--- TASK ---
Please filter the entries and return only the lines that include "impl".

-- INPUT MATERIAL follows --

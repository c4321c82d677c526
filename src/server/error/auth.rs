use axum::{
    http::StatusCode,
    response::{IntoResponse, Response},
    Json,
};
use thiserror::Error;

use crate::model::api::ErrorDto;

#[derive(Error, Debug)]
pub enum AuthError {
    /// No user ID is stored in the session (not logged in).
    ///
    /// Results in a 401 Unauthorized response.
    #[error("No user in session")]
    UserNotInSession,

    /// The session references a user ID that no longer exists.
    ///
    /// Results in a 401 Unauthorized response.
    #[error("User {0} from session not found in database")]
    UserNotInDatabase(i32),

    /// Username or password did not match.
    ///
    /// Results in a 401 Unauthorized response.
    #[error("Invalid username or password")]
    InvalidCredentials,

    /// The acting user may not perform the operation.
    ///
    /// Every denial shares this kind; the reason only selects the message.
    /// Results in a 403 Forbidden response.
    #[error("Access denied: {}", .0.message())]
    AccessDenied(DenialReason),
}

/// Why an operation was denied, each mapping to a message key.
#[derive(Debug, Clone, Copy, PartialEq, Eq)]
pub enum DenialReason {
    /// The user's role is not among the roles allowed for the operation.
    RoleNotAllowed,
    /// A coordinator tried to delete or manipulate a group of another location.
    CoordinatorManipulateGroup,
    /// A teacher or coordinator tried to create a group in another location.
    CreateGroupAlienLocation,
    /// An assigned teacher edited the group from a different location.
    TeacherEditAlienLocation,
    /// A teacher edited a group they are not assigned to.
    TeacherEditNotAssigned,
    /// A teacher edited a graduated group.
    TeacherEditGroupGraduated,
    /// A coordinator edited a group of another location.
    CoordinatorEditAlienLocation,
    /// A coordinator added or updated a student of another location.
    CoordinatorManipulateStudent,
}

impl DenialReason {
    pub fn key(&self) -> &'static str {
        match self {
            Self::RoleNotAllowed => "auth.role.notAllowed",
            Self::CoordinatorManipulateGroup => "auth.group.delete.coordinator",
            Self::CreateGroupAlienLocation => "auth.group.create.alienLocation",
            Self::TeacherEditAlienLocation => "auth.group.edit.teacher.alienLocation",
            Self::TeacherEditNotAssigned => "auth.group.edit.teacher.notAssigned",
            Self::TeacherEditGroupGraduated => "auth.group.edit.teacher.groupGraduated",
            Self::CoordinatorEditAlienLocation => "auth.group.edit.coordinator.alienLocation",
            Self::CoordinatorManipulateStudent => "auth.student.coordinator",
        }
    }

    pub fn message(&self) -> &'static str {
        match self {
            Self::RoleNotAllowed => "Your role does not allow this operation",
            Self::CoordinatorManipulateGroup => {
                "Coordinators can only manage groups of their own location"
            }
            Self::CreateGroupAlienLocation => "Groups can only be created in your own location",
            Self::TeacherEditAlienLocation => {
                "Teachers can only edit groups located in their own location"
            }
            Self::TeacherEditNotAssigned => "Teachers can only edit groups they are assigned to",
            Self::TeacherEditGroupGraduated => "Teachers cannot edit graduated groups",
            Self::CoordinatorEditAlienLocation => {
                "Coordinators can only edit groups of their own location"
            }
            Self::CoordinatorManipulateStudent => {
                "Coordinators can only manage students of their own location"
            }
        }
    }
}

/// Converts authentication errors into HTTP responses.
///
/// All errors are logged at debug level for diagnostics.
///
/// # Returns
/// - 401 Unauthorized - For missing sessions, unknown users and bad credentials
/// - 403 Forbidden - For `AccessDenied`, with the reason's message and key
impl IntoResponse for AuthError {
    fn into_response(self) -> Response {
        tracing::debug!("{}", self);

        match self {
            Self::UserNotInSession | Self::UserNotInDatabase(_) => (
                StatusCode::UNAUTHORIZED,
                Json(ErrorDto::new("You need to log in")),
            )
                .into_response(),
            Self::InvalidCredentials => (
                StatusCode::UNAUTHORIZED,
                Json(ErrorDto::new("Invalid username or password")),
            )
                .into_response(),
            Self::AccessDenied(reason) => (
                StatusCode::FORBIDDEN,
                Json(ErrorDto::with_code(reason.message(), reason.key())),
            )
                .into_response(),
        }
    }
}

-- INPUT MATERIAL concluded --
-- INPUT MATERIAL follows --

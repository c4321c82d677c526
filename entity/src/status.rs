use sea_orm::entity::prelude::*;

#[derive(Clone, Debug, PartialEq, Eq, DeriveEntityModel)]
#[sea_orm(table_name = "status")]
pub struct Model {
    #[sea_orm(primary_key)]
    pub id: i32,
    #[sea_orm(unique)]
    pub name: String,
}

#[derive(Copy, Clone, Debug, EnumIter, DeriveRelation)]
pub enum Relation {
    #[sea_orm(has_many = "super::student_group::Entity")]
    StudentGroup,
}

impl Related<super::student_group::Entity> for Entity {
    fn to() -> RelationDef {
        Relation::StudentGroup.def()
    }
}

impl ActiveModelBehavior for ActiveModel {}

-- INPUT MATERIAL concluded --

--- YOUR RESPONSE ---
impl DenialReason {
impl IntoResponse for AuthError {
impl Related<super::student_group::Entity> for Entity {
impl ActiveModelBehavior for ActiveModel {}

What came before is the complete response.